Chapter Four #3
He dropped onto the worn leather couch. One arm along the back, boots stretched out in front of him, and fixed me with an expression that was patient and interested and not remotely subtle.
“Staring is rude,” I said, without looking up from the map.
“I’m not staring. I’m admiring.”
“That’s worse.”
“Probably.” He grinned.
Didn’t stop.
I kept my eyes on the map. Felt the weight of that gaze settle between my shoulder blades, deliberate and warm and not going anywhere. Mitch’s patience was not the passive kind. It was not the patience of a man waiting for something to happen.
It was the patience of a man who had decided what he wanted and was willing to outlast whatever resistance he encountered, and the realization landed in my chest with the clean, tactical clarity of an assessment I could not argue with.
Mitch’s patience was a choice. It was, I thought, the most dangerous thing about him.
Caleb came out of the kitchen with a plate, steam rising off whatever was on it in thin, determined curls.
Bread. Round, golden, scored across the top in a pattern that looked both decorative and functional.
He set it on the table without ceremony, still warm, and the smell hit me with a specificity that made the eastern ridge approach suddenly, comprehensively irrelevant.
I ate a piece before I made a conscious decision to. Broke it off with my fingers, which was not how I usually approached food, and put it in my mouth, which was a procedural error I did not stop to correct.
It was, objectively, the best thing I had eaten in recent memory. The crust gave way to something soft and complex underneath, warm and slightly sweet and carrying a note of something I could not identify but wanted more of.
“Good,” I said. One flat declarative sentence, spoken out loud, before I could stop it.
Caleb’s whole face changed. Not dramatically.
Just a quiet brightness, the expression on his face of a man who had been told something he needed to hear and was trying not to show how much it mattered.
His eyes dropped to the table. His mouth did a small, careful thing at the corner.
He nodded once, sharp, and turned back to the kitchen like the compliment required no acknowledgment, which was incorrect but generous.
It landed in my chest and stayed there.
“Told you,” Mitch said, to no one in particular.
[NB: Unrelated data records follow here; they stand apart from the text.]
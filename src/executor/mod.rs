//! Request execution.
//!
//! The [`Executor`] runs one request end to end:
//! validate, lease a pooled connection, compose, transmit, release, and
//! finally invoke the completion callback exactly once. Every failure,
//! panics included, ends up in the callback's [`SendOutcome`].

use std::panic::{self, AssertUnwindSafe};
use std::sync::Arc;

use crate::config::EngineConfig;
use crate::errors::{SmtpError, SmtpErrorCategory, SmtpResult};
use crate::mime::MessageComposer;
use crate::observability::{DispatchMetrics, Timer};
use crate::pool::ConnectionPool;
use crate::request::PendingRequest;
use crate::transport::MailTransport;
use crate::types::SendOutcome;

/// Executes pending requests against a connection pool.
#[derive(Debug)]
pub struct Executor<T: MailTransport> {
    pool: ConnectionPool<T>,
    composer: MessageComposer,
    metrics: Arc<DispatchMetrics>,
}

impl<T: MailTransport> Executor<T> {
    /// Creates an executor owning a fresh pool over `transport`.
    pub fn new(transport: T, config: &EngineConfig, metrics: Arc<DispatchMetrics>) -> Self {
        Self {
            pool: ConnectionPool::new(Arc::new(transport), Arc::clone(&metrics)),
            composer: MessageComposer::new(config),
            metrics,
        }
    }

    /// Returns the connection pool.
    pub fn pool(&self) -> &ConnectionPool<T> {
        &self.pool
    }

    /// Executes `request` and invokes its callback.
    ///
    /// Returns true if the message was transmitted.
    pub fn execute(&self, mut request: PendingRequest) -> bool {
        let timer = Timer::start("smtp.request");
        let callback = request.callback.take();
        let mut message_id = None;

        let result = panic::catch_unwind(AssertUnwindSafe(|| {
            self.transmit(&request, &mut message_id)
        }))
        .unwrap_or_else(|payload| Err(SmtpError::from_panic(payload.as_ref())));

        let success = result.is_ok();
        match &result {
            Ok(()) => {
                self.metrics.record_send_success();

                #[cfg(feature = "tracing")]
                log_sent(&request, message_id.as_deref());
            }
            Err(error) => {
                self.metrics
                    .record_send_failure(error.category() == SmtpErrorCategory::Validation);

                #[cfg(feature = "tracing")]
                tracing::warn!(
                    endpoint = %request.endpoint,
                    kind = %error.kind(),
                    error = %error,
                    "Email failed"
                );
            }
        }

        let outcome = match result {
            Ok(()) => SendOutcome {
                error: String::new(),
                kind: None,
                message_id,
                user_data: request.user_data.take(),
            },
            Err(error) => SendOutcome {
                error: error.to_string(),
                kind: Some(error.kind()),
                message_id,
                user_data: request.user_data.take(),
            },
        };

        if let Some(callback) = callback {
            if panic::catch_unwind(AssertUnwindSafe(move || callback(outcome))).is_err() {
                #[cfg(feature = "tracing")]
                tracing::error!(endpoint = %request.endpoint, "Completion callback panicked");
            }
        }

        timer.stop();
        success
    }

    /// Executes requests in order.
    pub fn execute_all(&self, requests: Vec<PendingRequest>) {
        for request in requests {
            self.execute(request);
        }
    }

    fn transmit(
        &self,
        request: &PendingRequest,
        message_id: &mut Option<String>,
    ) -> SmtpResult<()> {
        request.validate()?;

        let mut lease = self.pool.acquire(&request.endpoint, &request.credentials)?;
        let message = self.composer.compose(request)?;
        *message_id = Some(message.message_id.clone());
        let result = lease.send(&message, request.verbose);
        lease.release();
        result
    }
}

#[cfg(feature = "tracing")]
fn log_sent(request: &PendingRequest, message_id: Option<&str>) {
    if request.verbose {
        tracing::info!(
            endpoint = %request.endpoint,
            message_id = message_id.unwrap_or_default(),
            recipients = request.to.len(),
            "Email sent"
        );
    } else {
        tracing::debug!(endpoint = %request.endpoint, "Email sent");
    }
}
I looked at him. “Told me what?”
He held my gaze for a beat. Steady. Warm. The kind of look that suggested he had been holding this card for longer than I had been aware there was a game.
“You like things that are good,” he said. “You just don’t usually let yourself.”
I had nothing to say to that. Nothing clean. Nothing that would survive the scrutiny Mitch was capable of applying to a deflection, which was considerable.
I ate the rest of the bread in silence. The words sat in me long after the conversation moved on to something about the weather and the snow and whether the pipes in the mud room would freeze if the temperature dropped the way the radio said it would.
Accurate in a way that went past baked goods and past the bunkhouse and past Montana, all the way down to something I had been carrying for years without naming it.
I finished my coffee. The mug was empty. The map was still there. The eastern ridge had not moved, and neither had I, because leaving felt, right now, like exactly the wrong direction.
Mitch was on the couch. Caleb was in the chair across from me, one leg tucked under him, breaking off small pieces of bread and eating them with the focused appreciation of someone who had made the thing and was still surprised it had turned out.
The bunkhouse was warm around all three of us in a way that had nothing to do with the cast iron and everything to do with the gravity of two people who had decided, without announcement, that they were staying.
I stayed at the table. The map could wait. The ridge was not going anywhere. The thing I was not thinking about had a name and two faces and was currently, at this specific table, breaking bread into pieces small enough to share.
I sat there in the warm amber light and did not move because moving meant acknowledging that I had chosen to stay, and choosing meant admitting I had wanted to, and wanting was a door I had kept shut for so long I had nearly forgotten what lived on the other side of it.
The door was open now. I could feel it. Could feel the draft of something warmer than the February cold finding the gaps in whatever I had built to keep it out, and I did not close it.
I sat at the table with my empty mug and my bad leg and Mitch’s observation settling into the space between my ribs where it had no business fitting, and I did not close the door.
Not tonight. Just for tonight. Just because the bread was good and the bunkhouse was warm and the thing I was not thinking about had a laugh that carried across a winter pasture and found me exactly where I was sitting, which was exactly where I had decided, somewhere in the last hour, that I wanted to be.